Here's a plot of the data:

exdf |> 
  ggplot(aes(x = TENURE, y = GrowthRate)) +
  geom_point()

Looks like this: enter image description here

I would like to model GrowthRate as a function of Tenure.

Just eyeballing the plot, I thought that maybe a Weibull regression would be appropriate. However, all I could find there was survival analysis where one passes a Surv() object to a regression and where the surv object contains 1/0 data for whether or not the observation has survived or not. i.e. binary data.

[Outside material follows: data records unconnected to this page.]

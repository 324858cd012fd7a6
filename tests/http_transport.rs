//! Transport and retry behaviour against a wiremock platform.

use std::time::{Duration, Instant};

use finite_state_sdk::{
    ApiEndpoints, Credentials, FetchOptions, FiniteStateClient, FiniteStateError, RequestDescriptor,
    RetryPolicy, TransportError,
};
use serde_json::json;
use wiremock::matchers::{body_partial_json, header, method, path, query_param};
use wiremock::{Mock, MockServer, ResponseTemplate};

async fn mount_token(server: &MockServer) {
    Mock::given(method("POST"))
        .and(path("/api/v1/auth/token"))
        .and(body_partial_json(json!({
            "client_id": "id-1",
            "client_secret": "secret-1",
            "grant_type": "client_credentials"
        })))
        .respond_with(ResponseTemplate::new(200).set_body_json(json!({
            "access_token": "tok-1",
            "token_type": "Bearer",
            "expires_in": 3600
        })))
        .mount(server)
        .await;
}

fn client(server: &MockServer, max_attempts: u32) -> FiniteStateClient {
    let mut options = FetchOptions::default();
    options.retry = RetryPolicy::immediate(max_attempts);
    FiniteStateClient::new(
        Credentials::new("id-1", "secret-1", "org-1"),
        &ApiEndpoints::for_base_url(&server.uri()),
    )
    .unwrap()
    .with_options(options)
}

fn query() -> RequestDescriptor {
    RequestDescriptor::graphql("query { allProducts { id } }", json!({}))
}

#[tokio::test]
async fn test_graphql_sends_bearer_and_organization_context() {
    let server = MockServer::start().await;
    mount_token(&server).await;

    Mock::given(method("POST"))
        .and(path("/api/v1/graphql"))
        .and(header("authorization", "Bearer tok-1"))
        .and(header("Organization-Context", "org-1"))
        .respond_with(ResponseTemplate::new(200).set_body_json(json!({
            "data": {"allProducts": [{"id": "p-1"}]}
        })))
        .expect(1)
        .mount(&server)
        .await;

    let data = client(&server, 3)
        .graphql("query { allProducts { id } }", json!({}))
        .await
        .unwrap();
    assert_eq!(data["allProducts"][0]["id"], "p-1");
}

#[tokio::test]
async fn test_rest_sends_x_authorization_and_params() {
    let server = MockServer::start().await;
    mount_token(&server).await;

    Mock::given(method("GET"))
        .and(path("/api/public/v0/projects"))
        .and(header("X-Authorization", "tok-1"))
        .and(query_param("limit", "10"))
        .respond_with(ResponseTemplate::new(200).set_body_json(json!([{"id": "proj-1"}])))
        .expect(1)
        .mount(&server)
        .await;

    let request = RequestDescriptor::rest("projects", vec![("limit".to_string(), "10".to_string())]);
    let payload = client(&server, 3).send(&request).await.unwrap();
    assert_eq!(payload[0]["id"], "proj-1");
}

#[tokio::test]
async fn test_server_errors_retried_until_success() {
    let server = MockServer::start().await;
    mount_token(&server).await;

    Mock::given(method("POST"))
        .and(path("/api/v1/graphql"))
        .respond_with(ResponseTemplate::new(503))
        .up_to_n_times(2)
        .with_priority(1)
        .expect(2)
        .mount(&server)
        .await;
    Mock::given(method("POST"))
        .and(path("/api/v1/graphql"))
        .respond_with(ResponseTemplate::new(200).set_body_json(json!({"data": {"allProducts": []}})))
        .expect(1)
        .mount(&server)
        .await;

    let payload = client(&server, 3).send(&query()).await.unwrap();
    assert_eq!(payload["data"]["allProducts"], json!([]));
}

#[tokio::test]
async fn test_retries_exhausted_reports_attempts_and_last_error() {
    let server = MockServer::start().await;
    mount_token(&server).await;

    Mock::given(method("POST"))
        .and(path("/api/v1/graphql"))
        .respond_with(ResponseTemplate::new(502).set_body_json(json!({"message": "bad gateway"})))
        .expect(4)
        .mount(&server)
        .await;

    let err = client(&server, 4).send(&query()).await.unwrap_err();
    match err {
        FiniteStateError::RetriesExhausted { attempts, last } => {
            assert_eq!(attempts, 4);
            assert_eq!(
                last,
                TransportError::Server {
                    status: 502,
                    message: "bad gateway".to_string()
                }
            );
        }
        other => panic!("expected RetriesExhausted, got {other:?}"),
    }
}

#[tokio::test]
async fn test_rate_limit_honours_retry_after() {
    let server = MockServer::start().await;
    mount_token(&server).await;

    Mock::given(method("POST"))
        .and(path("/api/v1/graphql"))
        .respond_with(ResponseTemplate::new(429).insert_header("Retry-After", "1"))
        .up_to_n_times(1)
        .with_priority(1)
        .mount(&server)
        .await;
    Mock::given(method("POST"))
        .and(path("/api/v1/graphql"))
        .respond_with(ResponseTemplate::new(200).set_body_json(json!({"data": {}})))
        .mount(&server)
        .await;

    let started = Instant::now();
    client(&server, 3).send(&query()).await.unwrap();
    assert!(started.elapsed() >= Duration::from_secs(1));
}

#[tokio::test]
async fn test_client_error_is_not_retried() {
    let server = MockServer::start().await;
    mount_token(&server).await;

    Mock::given(method("POST"))
        .and(path("/api/v1/graphql"))
        .respond_with(ResponseTemplate::new(400).set_body_json(json!({"message": "bad filter"})))
        .expect(1)
        .mount(&server)
        .await;

    let err = client(&server, 5).send(&query()).await.unwrap_err();
    match err {
        FiniteStateError::Client {
            status_code,
            message,
        } => {
            assert_eq!(status_code, Some(400));
            assert_eq!(message, "bad filter");
        }
        other => panic!("expected Client error, got {other:?}"),
    }
}

#[tokio::test]
async fn test_graphql_errors_on_200_are_fatal() {
    let server = MockServer::start().await;
    mount_token(&server).await;

    Mock::given(method("POST"))
        .and(path("/api/v1/graphql"))
        .respond_with(ResponseTemplate::new(200).set_body_json(json!({
            "data": null,
            "errors": [{"message": "Cannot query field \"nope\""}]
        })))
        .expect(1)
        .mount(&server)
        .await;

    let err = client(&server, 5).send(&query()).await.unwrap_err();
    assert!(err.is_fatal());
    assert!(err.to_string().contains("Cannot query field"));
}

#[tokio::test]
async fn test_unauthorized_reissues_token_once() {
    let server = MockServer::start().await;
    mount_token(&server).await;

    Mock::given(method("POST"))
        .and(path("/api/v1/graphql"))
        .respond_with(ResponseTemplate::new(401))
        .up_to_n_times(1)
        .with_priority(1)
        .mount(&server)
        .await;
    Mock::given(method("POST"))
        .and(path("/api/v1/graphql"))
        .respond_with(ResponseTemplate::new(200).set_body_json(json!({"data": {}})))
        .expect(1)
        .mount(&server)
        .await;

    // One attempt is enough: the re-issue does not consume the budget.
    let client = client(&server, 1);
    client.send(&query()).await.unwrap();
    assert_eq!(client.auth().exchange_count(), 2);
}

#[tokio::test]
async fn test_persistent_unauthorized_is_auth_error() {
    let server = MockServer::start().await;
    mount_token(&server).await;

    Mock::given(method("POST"))
        .and(path("/api/v1/graphql"))
        .respond_with(ResponseTemplate::new(401))
        .expect(2)
        .mount(&server)
        .await;

    let err = client(&server, 5).send(&query()).await.unwrap_err();
    assert!(matches!(err, FiniteStateError::Auth(_)));
}

#[tokio::test]
async fn test_rejected_credentials_fail_before_data_requests() {
    let server = MockServer::start().await;

    Mock::given(method("POST"))
        .and(path("/api/v1/auth/token"))
        .respond_with(ResponseTemplate::new(401).set_body_json(json!({"error": "access_denied"})))
        .mount(&server)
        .await;
    Mock::given(method("POST"))
        .and(path("/api/v1/graphql"))
        .respond_with(ResponseTemplate::new(200).set_body_json(json!({"data": {}})))
        .expect(0)
        .mount(&server)
        .await;

    let err = client(&server, 3).send(&query()).await.unwrap_err();
    assert!(matches!(err, FiniteStateError::Auth(_)));
}

#[tokio::test]
async fn test_timeout_bounds_whole_operation() {
    let server = MockServer::start().await;
    mount_token(&server).await;

    Mock::given(method("POST"))
        .and(path("/api/v1/graphql"))
        .respond_with(ResponseTemplate::new(200).set_delay(Duration::from_secs(5)))
        .mount(&server)
        .await;

    let policy = RetryPolicy::immediate(3).with_timeout(Duration::from_millis(200));
    let err = client(&server, 3)
        .send_with(&query(), &policy)
        .await
        .unwrap_err();
    assert!(matches!(err, FiniteStateError::Timeout { .. }));
}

I'm being deliberately open ended here. What is a 'good' way to model the relationship between GrowthRate and Tenure (in R)?

$\endgroup$
8
  • 1
    $\begingroup$ Could you explain how this differs from your previous question? $\endgroup$
    – whuber
    Commented Jan 19, 2022 at 17:27
  • $\begingroup$ In several ways. First, I've provided actual, though disguised data (E.g. your comment over there "A graph that conforms to the formula for a Weibull density is not a Weibull regression model!"). Second, I've worded this in a way to be deliberately open ended. I've hinted towards weibull because I think a weibull is appropriate, but I cannot see how to make it work with this data frame. Actually, I would have liked to delete that post and started fresh with this one but since someone already answered I did not close. But... $\endgroup$
    – Doug Fir
    Commented Jan 19, 2022 at 18:38
  • $\begingroup$ ... , Dave's answer... I struggled to read what was happening here. Is it a weibull? nls() syntax is 'hard'. $\endgroup$
    – Doug Fir
    Commented Jan 19, 2022 at 18:38
  • 1
    $\begingroup$ At stats.stackexchange.com/a/35717/919 and stats.stackexchange.com/a/74594/919 I describe a simple, effective method. It results quickly in lm(GrowthRate^(1/3) ~ I(-TENURE^(-1/3)), exdf) and you can go on from there. But parts of your post remain mysterious. I don't understand why you insist on some form of "Weibull regression," whatever that might mean. And what does this have to do with survival analysis? There's no indication of right censoring. $\endgroup$
    – whuber
    Commented Jan 19, 2022 at 19:15
  • 2
    $\begingroup$ All decreasing curved paths are going to look qualitatively similar: that appearance is no basis for choosing a functional form. Your questions shouldn't be about weibull regression or weibull models or particular curves: they should be about understanding your data. You don't seem to have any good reason to insist on the use of anything weibull for that purpose, so mentioning it looks more likely to misdirect readers than to guide them towards giving you good advice. $\endgroup$
    – whuber
    Commented Jan 19, 2022 at 21:39

1 Answer 1

0
$\begingroup$

Doug, I saw your comment let take this one step at a time.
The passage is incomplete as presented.